Humanizm to prąd filozoficzny, etyczny oraz kulturowy stawiający człowieka na pierwszym miejscu i podkreślający jego godność. Takie przesłanie niesie opowiadanie Hemingwaya o „Starym człowieku i morzu”. Utwór można czytać pod różnym kątem i odnajdywać w nim wiele sensów. Jednym z nich jest właśnie człowiek. Wbrew temu, co twierdzą niektórzy, zwłaszcza ci podchodzący do lektury Hemingwaya z pewną dozą ignorancji, nie jest to utwór opiewający rybaka, wielki połów i jeszcze większą klęskę. Między motywem starości, samotności czy przyjaźni kryje się jeden z głównych sensów, nie tylko książki, ale też życia i świata - człowiek.
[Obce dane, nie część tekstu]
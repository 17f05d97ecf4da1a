//! CLI Exit Code Registry
//!
//! This is the single source of truth for all CLI exit codes.
//! Exit codes are part of the shell contract; scripts rely on them.
//!
//! | Code | Description                                   |
//! |------|-----------------------------------------------|
//! | 0    | Success                                       |
//! | 1    | General error (unspecified)                   |
//! | 2    | CLI usage error (bad args)                    |
//! | 3    | An input file cannot be read as a spreadsheet |
//! | 4    | An input fails its structural checks          |
//! | 5    | Bonus and objective data share no office      |
//! | 6    | Config file cannot be read, parsed or is invalid |
//! | 7    | The report cannot be written                  |
//! | 8    | Only a TOTALE margin row exists (strict mode) |
//!
//! # Adding New Exit Codes
//!
//! 1. Add the constant
//! 2. Document what triggers it
//! 3. Update the table above
//! 4. Wire it into [`recon_exit_code`] or the relevant command

use confronto_recon::ReconError;

// =============================================================================
// Universal (0-2)
// =============================================================================

/// Success - command completed without errors.
pub const EXIT_SUCCESS: u8 = 0;

/// General error - unspecified failure.
/// Avoid using this; prefer a specific error code.
pub const EXIT_ERROR: u8 = 1;

/// Usage error - bad arguments, missing required options.
pub const EXIT_USAGE: u8 = 2;

// =============================================================================
// Run / check (3-8)
// =============================================================================

pub const EXIT_UNREADABLE: u8 = 3;

/// Also returned by `check` when any supplied input fails.
pub const EXIT_VALIDATION: u8 = 4;

pub const EXIT_INCOHERENT: u8 = 5;

pub const EXIT_CONFIG: u8 = 6;

pub const EXIT_REPORT_WRITE: u8 = 7;

pub const EXIT_SUSPECT_MARGIN_ROW: u8 = 8;

/// Map a ReconError to its exit code.
pub fn recon_exit_code(err: &ReconError) -> u8 {
    match err {
        ReconError::UnreadableFile { .. } => EXIT_UNREADABLE,
        ReconError::Validation { .. } => EXIT_VALIDATION,
        ReconError::IncoherentInputs { .. } => EXIT_INCOHERENT,
        ReconError::SuspectMarginRow { .. } => EXIT_SUSPECT_MARGIN_ROW,
        ReconError::ConfigParse(_) | ReconError::ConfigValidation(_) => EXIT_CONFIG,
        ReconError::ReportWrite(_) => EXIT_REPORT_WRITE,
    }
}

/// Stable machine name of an error, for `--json` output.
pub fn recon_error_kind(err: &ReconError) -> &'static str {
    match err {
        ReconError::UnreadableFile { .. } => "unreadable_file",
        ReconError::Validation { .. } => "validation",
        ReconError::IncoherentInputs { .. } => "incoherent_inputs",
        ReconError::SuspectMarginRow { .. } => "suspect_margin_row",
        ReconError::ConfigParse(_) => "config_parse",
        ReconError::ConfigValidation(_) => "config_validation",
        ReconError::ReportWrite(_) => "report_write",
    }
}

/// Structured error output for `--json` runs.
#[derive(Debug, serde::Serialize)]
pub struct ErrorOutput {
    pub error: &'static str,
    pub message: String,
    #[serde(skip_serializing_if = "Option::is_none")]
    pub input: Option<confronto_recon::InputKind>,
    pub exit_code: u8,
}

impl ErrorOutput {
    pub fn from_recon_error(err: &ReconError) -> Self {
        Self {
            error: recon_error_kind(err),
            message: err.to_string(),
            input: err.input(),
            exit_code: recon_exit_code(err),
        }
    }
}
Człowiek Hemingwaya nie jest stary, ani młody. Myślę, że postacie Manolina i Santiago, ze względu na dużą różnicę wieku i przynależności do innych pokoleń, mogą oznaczać każdego człowieka, bez względu na wiek. Być może chłopiec i starzec to ta sama osoba ukazana przez autora w różnych etapach życia i wchodząca ze sobą w relacje? Nie zależnie od tego, w jaki sposób rozstrzygniemy ów dylemat, pisarz przedstawia nam ich emocje, pragnienia i dążenia, które są siłą sprawczą i napędową fabuły.
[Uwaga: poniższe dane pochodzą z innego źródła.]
//! XLSX comparison report.
//!
//! The workbook is rendered into memory first and only then written to a
//! temporary file that is renamed into place, so a failed run never leaves a
//! partial report behind.

use std::path::Path;

use log::debug;
use rust_xlsxwriter::{Color, Format, Workbook, Worksheet, XlsxError};

use confronto_recon::{ComparisonRow, ReconError, Reconciliation, ReportConfig};

const GOOD_FILL: u32 = 0xC6EFCE;
const BAD_FILL: u32 = 0xFFC7CE;

const MIN_WIDTH: usize = 8;
const MAX_WIDTH: usize = 55;
const WIDTH_PADDING: usize = 2;
const OFFICE_MIN_WIDTH: usize = 18;

// ---------------------------------------------------------------------------
// Column layout
// ---------------------------------------------------------------------------

#[derive(Debug, Clone, Copy, PartialEq, Eq)]
enum ColumnKind {
    Integer,
    Text,
    Currency,
    Percent,
    Coefficient,
}

/// Traffic-light rule for a column. Evaluated only on finite values.
#[derive(Debug, Clone, Copy, PartialEq, Eq)]
enum FillRule {
    None,
    /// Green above zero, red otherwise.
    Positive,
    /// Green at or above the configured threshold, red otherwise.
    RatioThreshold,
    /// Green above zero, no red.
    PositiveOnly,
}

struct Column {
    header: &'static str,
    kind: ColumnKind,
    fill: FillRule,
}

const fn col(header: &'static str, kind: ColumnKind, fill: FillRule) -> Column {
    Column { header, kind, fill }
}

const COLUMNS: [Column; 13] = [
    col("Anno", ColumnKind::Integer, FillRule::None),
    col("Mese", ColumnKind::Integer, FillRule::None),
    col("Sede", ColumnKind::Text, FillRule::None),
    col("Prodotto", ColumnKind::Currency, FillRule::None),
    col("Fatturato", ColumnKind::Currency, FillRule::None),
    col("Incassato", ColumnKind::Currency, FillRule::None),
    col("MNA", ColumnKind::Currency, FillRule::Positive),
    col("Inc/Prod", ColumnKind::Percent, FillRule::RatioThreshold),
    col("K", ColumnKind::Coefficient, FillRule::Positive),
    col("Addon", ColumnKind::Currency, FillRule::None),
    col("Vecchio core", ColumnKind::Currency, FillRule::None),
    col("Premio nuovo core", ColumnKind::Currency, FillRule::PositiveOnly),
    col("Δ core", ColumnKind::Currency, FillRule::None),
];

const OFFICE_COL: usize = 2;

/// Header labels in output order.
fn headers() -> impl Iterator<Item = &'static str> {
    COLUMNS.iter().map(|c| c.header)
}

enum Value<'a> {
    Number(Option<f64>),
    Text(&'a str),
}

fn row_values(row: &ComparisonRow) -> [Value<'_>; 13] {
    use Value::{Number, Text};
    [
        Number(Some(row.year as f64)),
        Number(Some(row.month as f64)),
        Text(&row.office),
        Number(Some(row.production)),
        Number(Some(row.billed)),
        Number(Some(row.collected)),
        Number(row.margin),
        Number(row.collection_ratio),
        Number(row.k),
        Number(Some(row.addon)),
        Number(Some(row.legacy_core)),
        Number(Some(row.new_premium)),
        Number(Some(row.delta)),
    ]
}

#[derive(Debug, Clone, Copy, PartialEq, Eq)]
enum Fill {
    None,
    Good,
    Bad,
}

fn fill_for(rule: FillRule, value: f64, ratio_threshold: f64) -> Fill {
    match rule {
        FillRule::None => Fill::None,
        FillRule::Positive if value > 0.0 => Fill::Good,
        FillRule::Positive => Fill::Bad,
        FillRule::RatioThreshold if value >= ratio_threshold => Fill::Good,
        FillRule::RatioThreshold => Fill::Bad,
        FillRule::PositiveOnly if value > 0.0 => Fill::Good,
        FillRule::PositiveOnly => Fill::None,
    }
}

// ---------------------------------------------------------------------------
// Formats
// ---------------------------------------------------------------------------

/// Quote a currency symbol for a number format unless it is a plain one.
fn excel_literal_prefix(symbol: &str) -> String {
    if symbol.chars().all(|c| c.is_ascii_alphanumeric() || "$€£¥".contains(c)) {
        symbol.to_string()
    } else {
        format!("\"{}\"", symbol.replace('"', "\"\""))
    }
}

fn num_format(kind: ColumnKind, currency_symbol: &str) -> Option<String> {
    match kind {
        ColumnKind::Integer => Some("0".into()),
        ColumnKind::Text => None,
        ColumnKind::Currency => Some(format!("{} #,##0.00", excel_literal_prefix(currency_symbol))),
        ColumnKind::Percent => Some("0.00%".into()),
        ColumnKind::Coefficient => Some("0.0".into()),
    }
}

/// One format per (column kind, fill) pair actually used.
struct Styles {
    header: Format,
    text: Format,
    integer: Format,
    currency: [Format; 3],
    percent: [Format; 3],
    coefficient: [Format; 3],
}

impl Styles {
    fn new(config: &ReportConfig) -> Self {
        let filled = |kind: ColumnKind| -> [Format; 3] {
            let mut base = Format::new();
            if let Some(code) = num_format(kind, &config.currency_symbol) {
                base = base.set_num_format(&code);
            }
            [
                base.clone(),
                base.clone().set_background_color(Color::RGB(GOOD_FILL)),
                base.set_background_color(Color::RGB(BAD_FILL)),
            ]
        };
        Self {
            header: Format::new().set_bold(),
            text: Format::new(),
            integer: Format::new().set_num_format("0"),
            currency: filled(ColumnKind::Currency),
            percent: filled(ColumnKind::Percent),
            coefficient: filled(ColumnKind::Coefficient),
        }
    }

    fn number(&self, kind: ColumnKind, fill: Fill) -> &Format {
        let i = match fill {
            Fill::None => 0,
            Fill::Good => 1,
            Fill::Bad => 2,
        };
        match kind {
            ColumnKind::Integer => &self.integer,
            ColumnKind::Text => &self.text,
            ColumnKind::Currency => &self.currency[i],
            ColumnKind::Percent => &self.percent[i],
            ColumnKind::Coefficient => &self.coefficient[i],
        }
    }
}

// ---------------------------------------------------------------------------
// Widths
// ---------------------------------------------------------------------------

/// Group digits in threes: 1234567 → "1,234,567".
fn group_thousands(integer: u64) -> String {
    let digits = integer.to_string();
    let mut out = String::with_capacity(digits.len() + digits.len() / 3);
    for (i, ch) in digits.chars().enumerate() {
        if i > 0 && (digits.len() - i) % 3 == 0 {
            out.push(',');
        }
        out.push(ch);
    }
    out
}

/// Approximation of how Excel displays a value, for width computation.
fn rendered(kind: ColumnKind, value: f64, currency_symbol: &str) -> String {
    match kind {
        ColumnKind::Integer => format!("{value:.0}"),
        ColumnKind::Text => value.to_string(),
        ColumnKind::Currency => {
            let cents = (value.abs() * 100.0).round();
            let units = (cents / 100.0).trunc() as u64;
            let fraction = (cents % 100.0) as u64;
            let sign = if value < 0.0 && cents > 0.0 { "-" } else { "" };
            format!("{sign}{currency_symbol} {}.{fraction:02}", group_thousands(units))
        }
        ColumnKind::Percent => format!("{:.2}%", value * 100.0),
        ColumnKind::Coefficient => format!("{value:.1}"),
    }
}

/// Width per column: widest rendered value or header, clamped to
/// [8, 55], plus padding. The office column never drops below 18.
pub fn column_widths(rows: &[&ComparisonRow], currency_symbol: &str) -> [usize; 13] {
    let mut longest: [usize; 13] = std::array::from_fn(|i| COLUMNS[i].header.chars().count());
    for row in rows {
        for (i, value) in row_values(row).iter().enumerate() {
            let len = match value {
                Value::Text(s) => s.chars().count(),
                Value::Number(Some(n)) if n.is_finite() => {
                    rendered(COLUMNS[i].kind, *n, currency_symbol).chars().count()
                }
                Value::Number(_) => 0,
            };
            longest[i] = longest[i].max(len);
        }
    }
    std::array::from_fn(|i| {
        let width = longest[i].clamp(MIN_WIDTH, MAX_WIDTH) + WIDTH_PADDING;
        if i == OFFICE_COL {
            width.max(OFFICE_MIN_WIDTH)
        } else {
            width
        }
    })
}

// ---------------------------------------------------------------------------
// Rendering
// ---------------------------------------------------------------------------

/// Render the comparison workbook into an xlsx byte buffer.
pub fn render_report(recon: &Reconciliation, config: &ReportConfig) -> Result<Vec<u8>, ReconError> {
    let mut rows: Vec<&ComparisonRow> = recon.rows.iter().collect();
    rows.sort_by(|a, b| {
        (a.year, a.month, a.office.as_str()).cmp(&(b.year, b.month, b.office.as_str()))
    });

    let mut workbook = Workbook::new();
    let worksheet = workbook.add_worksheet();
    fill_sheet(worksheet, &rows, config).map_err(report_error)?;

    let bytes = workbook.save_to_buffer().map_err(report_error)?;
    debug!("rendered report: {} row(s), {} byte(s)", rows.len(), bytes.len());
    Ok(bytes)
}

fn fill_sheet(worksheet: &mut Worksheet, rows: &[&ComparisonRow], config: &ReportConfig) -> Result<(), XlsxError> {
    let styles = Styles::new(config);
    worksheet.set_name(config.sheet_name.trim())?;

    for (c, header) in headers().enumerate() {
        worksheet.write_string_with_format(0, c as u16, header, &styles.header)?;
    }

    for (r, row) in rows.iter().enumerate() {
        let xl_row = r as u32 + 1;
        for (c, value) in row_values(row).iter().enumerate() {
            let column = &COLUMNS[c];
            match value {
                Value::Text(s) => {
                    worksheet.write_string_with_format(xl_row, c as u16, *s, &styles.text)?;
                }
                // Null and non-finite values stay blank
                Value::Number(Some(n)) if n.is_finite() => {
                    let fill = fill_for(column.fill, *n, config.ratio_green_threshold);
                    worksheet.write_number_with_format(xl_row, c as u16, *n, styles.number(column.kind, fill))?;
                }
                Value::Number(_) => {}
            }
        }
    }

    for (c, width) in column_widths(rows, &config.currency_symbol).iter().enumerate() {
        worksheet.set_column_width(c as u16, *width as f64)?;
    }
    worksheet.set_freeze_panes(1, 0)?;
    Ok(())
}

fn report_error(e: XlsxError) -> ReconError {
    ReconError::ReportWrite(e.to_string())
}

/// Render, then write to `path` through a temporary sibling file.
pub fn write_report(recon: &Reconciliation, config: &ReportConfig, path: &Path) -> Result<(), ReconError> {
    let bytes = render_report(recon, config)?;

    let tmp_path = path.with_extension("xlsx.tmp");
    std::fs::write(&tmp_path, &bytes)
        .map_err(|e| ReconError::ReportWrite(format!("{}: {e}", tmp_path.display())))?;
    if let Err(e) = std::fs::rename(&tmp_path, path) {
        let _ = std::fs::remove_file(&tmp_path);
        return Err(ReconError::ReportWrite(format!("{}: {e}", path.display())));
    }
    Ok(())
}

#[cfg(test)]
mod tests {
    use super::*;
    use confronto_recon::OfficeLabel;

    fn row(office: &str, month: u32) -> ComparisonRow {
        ComparisonRow {
            year: 2024,
            month,
            office: office.into(),
            production: 1000.0,
            billed: 900.0,
            collected: 850.0,
            margin: Some(1234.5),
            collection_ratio: Some(0.85),
            k: Some(0.8),
            addon: 10.0,
            legacy_core: 90.0,
            new_base: 50.0,
            new_premium: 40.0,
            delta: -50.0,
        }
    }

    #[test]
    fn headers_in_order() {
        let all: Vec<_> = headers().collect();
        assert_eq!(all.len(), 13);
        assert_eq!(all[0], "Anno");
        assert_eq!(all[7], "Inc/Prod");
        assert_eq!(all[12], "Δ core");
    }

    #[test]
    fn fill_rules() {
        assert_eq!(fill_for(FillRule::Positive, 1.0, 0.7), Fill::Good);
        assert_eq!(fill_for(FillRule::Positive, 0.0, 0.7), Fill::Bad);
        assert_eq!(fill_for(FillRule::RatioThreshold, 0.7, 0.7), Fill::Good);
        assert_eq!(fill_for(FillRule::RatioThreshold, 0.69, 0.7), Fill::Bad);
        assert_eq!(fill_for(FillRule::PositiveOnly, 5.0, 0.7), Fill::Good);
        assert_eq!(fill_for(FillRule::PositiveOnly, -5.0, 0.7), Fill::None);
        assert_eq!(fill_for(FillRule::None, 5.0, 0.7), Fill::None);
    }

    #[test]
    fn currency_rendering() {
        assert_eq!(rendered(ColumnKind::Currency, 1234567.891, "€"), "€ 1,234,567.89");
        assert_eq!(rendered(ColumnKind::Currency, -5.0, "€"), "-€ 5.00");
        assert_eq!(rendered(ColumnKind::Percent, 0.8512, "€"), "85.12%");
        assert_eq!(rendered(ColumnKind::Coefficient, 0.5, "€"), "0.5");
    }

    #[test]
    fn widths_are_clamped_and_padded() {
        let mut long = row(&"X".repeat(80), 1);
        long.production = 1e12;
        let short = row("A", 2);
        let widths = column_widths(&[&long, &short], "€");
        // "Anno" is 4, "2024" is 4 → floor 8
        assert_eq!(widths[0], 10);
        assert_eq!(widths[2], 57);
        // "€ 1,000,000,000,000.00" is 22
        assert_eq!(widths[3], 24);
        // "Premio nuovo core" is the longest text in its column
        assert_eq!(widths[11], 19);

        let widths = column_widths(&[&short], "€");
        assert_eq!(widths[2], OFFICE_MIN_WIDTH);
    }

    #[test]
    fn renders_xlsx_bytes() {
        let recon = Reconciliation {
            rows: vec![row("EDAC_001", 2), row("EDAC_001", 1)],
            label: OfficeLabel::Single("EDAC_001".into()),
            offices_without_bonus: Vec::new(),
        };
        let bytes = render_report(&recon, &ReportConfig::default()).unwrap();
        // zip magic
        assert_eq!(&bytes[..2], b"PK");
    }

    #[test]
    fn header_row_reads_back_in_column_order() {
        let recon = Reconciliation {
            rows: vec![row("EDAC_001", 1)],
            label: OfficeLabel::Single("EDAC_001".into()),
            offices_without_bonus: Vec::new(),
        };
        let bytes = render_report(&recon, &ReportConfig::default()).unwrap();
        let grid = crate::load::load_grid_from_bytes("report.xlsx", &bytes).unwrap();

        let written: Vec<_> = grid.row(0).iter().map(|c| c.label().into_owned()).collect();
        assert_eq!(written, headers().collect::<Vec<_>>());
        assert_eq!(grid.cell(1, OFFICE_COL).label(), "EDAC_001");
    }

    #[test]
    fn bad_sheet_name_is_a_write_error() {
        let recon = Reconciliation {
            rows: Vec::new(),
            label: OfficeLabel::Multi,
            offices_without_bonus: Vec::new(),
        };
        let config = ReportConfig { sheet_name: "a[b]".into(), ..ReportConfig::default() };
        let err = render_report(&recon, &config).unwrap_err();
        assert!(matches!(err, ReconError::ReportWrite(_)), "{err}");
    }
}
Jaki jest człowiek w owym opowiadaniu? Jest a zarazem nie jest samotny. Santiago nie mógł patrzeć na fotografię żony, gdyż wywoływała w nim smutek i poczucie osamotnienia. Takie odczucia towarzyszyły starcowi, kiedy wypływał w morze bez chłopca. Mówił wtedy do siebie, rozmyślał o połowie, ptakach i często powtarzał, iż żałuje, że nie ma z nim chłopaka. Nie tylko dlatego rybak odczuwał brak chłopca, gdyż ten pomagał mu na łodzi. Głównym powodem smutku i nostalgii był brak bliskości z drugą osobą. Siedząc samotnie i czekając na rybę Santiago marzył, żeby porozmawiać z Manolinem o baseballu, aby ktoś wspierał go w walce z marlinem. Był jednak sam ze sobą, swoimi myślami i słowami rzucanymi w morze. Potrafił jednak zmusić się do działania i w efekcie złowił największego marlina w swoim życiu.
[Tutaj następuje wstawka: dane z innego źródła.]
//! Spreadsheet → [`Grid`] loading.
//!
//! Only the first sheet is read. Values keep their type: numbers stay
//! numbers, text stays text, blanks become [`Cell::Empty`]. Coordinates are
//! absolute, so a used range starting at C4 still puts that cell at (3, 2).

use std::io::Cursor;
use std::path::Path;

use calamine::{open_workbook_auto, open_workbook_from_rs, Data, Range, Reader, Xlsx};
use log::debug;

use confronto_recon::{Cell, Grid, ReconError};

/// Load the first sheet of any workbook calamine understands
/// (xlsx, xlsm, xlsb, xls, ods).
pub fn load_grid(path: &Path) -> Result<Grid, ReconError> {
    let unreadable = |reason: String| ReconError::UnreadableFile {
        input: None,
        path: path.display().to_string(),
        reason,
    };

    let mut workbook = open_workbook_auto(path).map_err(|e| unreadable(e.to_string()))?;
    let range = match workbook.worksheet_range_at(0) {
        Some(range) => range.map_err(|e| unreadable(e.to_string()))?,
        None => return Err(unreadable("workbook contains no sheets".into())),
    };

    let grid = range_to_grid(&range);
    debug!("loaded {} row(s) from {}", grid.len(), path.display());
    Ok(grid)
}

/// Load the first sheet of an in-memory xlsx file. `name` only appears in
/// error messages.
pub fn load_grid_from_bytes(name: &str, bytes: &[u8]) -> Result<Grid, ReconError> {
    let unreadable = |reason: String| ReconError::UnreadableFile {
        input: None,
        path: name.to_string(),
        reason,
    };

    let mut workbook: Xlsx<Cursor<&[u8]>> =
        open_workbook_from_rs(Cursor::new(bytes)).map_err(|e: calamine::XlsxError| unreadable(e.to_string()))?;
    let range = match workbook.worksheet_range_at(0) {
        Some(range) => range.map_err(|e| unreadable(e.to_string()))?,
        None => return Err(unreadable("workbook contains no sheets".into())),
    };
    Ok(range_to_grid(&range))
}

fn range_to_grid(range: &Range<Data>) -> Grid {
    let Some((start_row, start_col)) = range.start() else {
        return Grid::default();
    };

    let mut rows: Vec<Vec<Cell>> = vec![Vec::new(); start_row as usize];
    for source in range.rows() {
        let mut row: Vec<Cell> = vec![Cell::Empty; start_col as usize];
        row.extend(source.iter().map(to_cell));

        // Ragged rows: width reflects the last non-empty cell
        while row.last().is_some_and(Cell::is_empty) {
            row.pop();
        }
        rows.push(row);
    }
    Grid::new(rows)
}

fn to_cell(data: &Data) -> Cell {
    match data {
        Data::Empty | Data::Error(_) => Cell::Empty,
        Data::String(s) if s.is_empty() => Cell::Empty,
        Data::String(s) | Data::DateTimeIso(s) | Data::DurationIso(s) => Cell::Text(s.clone()),
        Data::Float(n) => Cell::Number(*n),
        Data::Int(n) => Cell::Number(*n as f64),
        // Excel serial; no date semantics are needed downstream
        Data::DateTime(dt) => Cell::Number(dt.as_f64()),
        Data::Bool(b) => Cell::Text(if *b { "TRUE" } else { "FALSE" }.into()),
    }
}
Walka człowieka z marlinem była zacięta. Wiele godzin ryba ciągnęła łódź Santiago, który spodziewał się, że złowił olbrzyma. Zastanawiał się co by było, gdyby ryba wiedziała, że naprzeciwko siebie, na drugim końcu linki jest stary, słabnący człowiek, który jest już bardzo zmęczony i tylko siła jego uporu sprawia, że linka nadal jest w jego poranionych dłoniach. Kolejny raz okazało się, że człowiek zwyciężył nad naturą nie siłą swych mięśni, ale sprytem. Santiago pozwolił rybie się zmęczyć. Miał doświadczenie w łowieniu i wiedział, kiedy może pozwolić sobie na atak, a kiedy jeden fałszywy krok może przypłacić życiem lub utratą zdobyczy. Radość ze zwycięstwa, jak się okazało pozornego, nie trwała długo. Po pewnym czasie nadpłynęła ławica rekinów i rozszarpała marlina. Rybak powrócił na ląd ze szkieletem.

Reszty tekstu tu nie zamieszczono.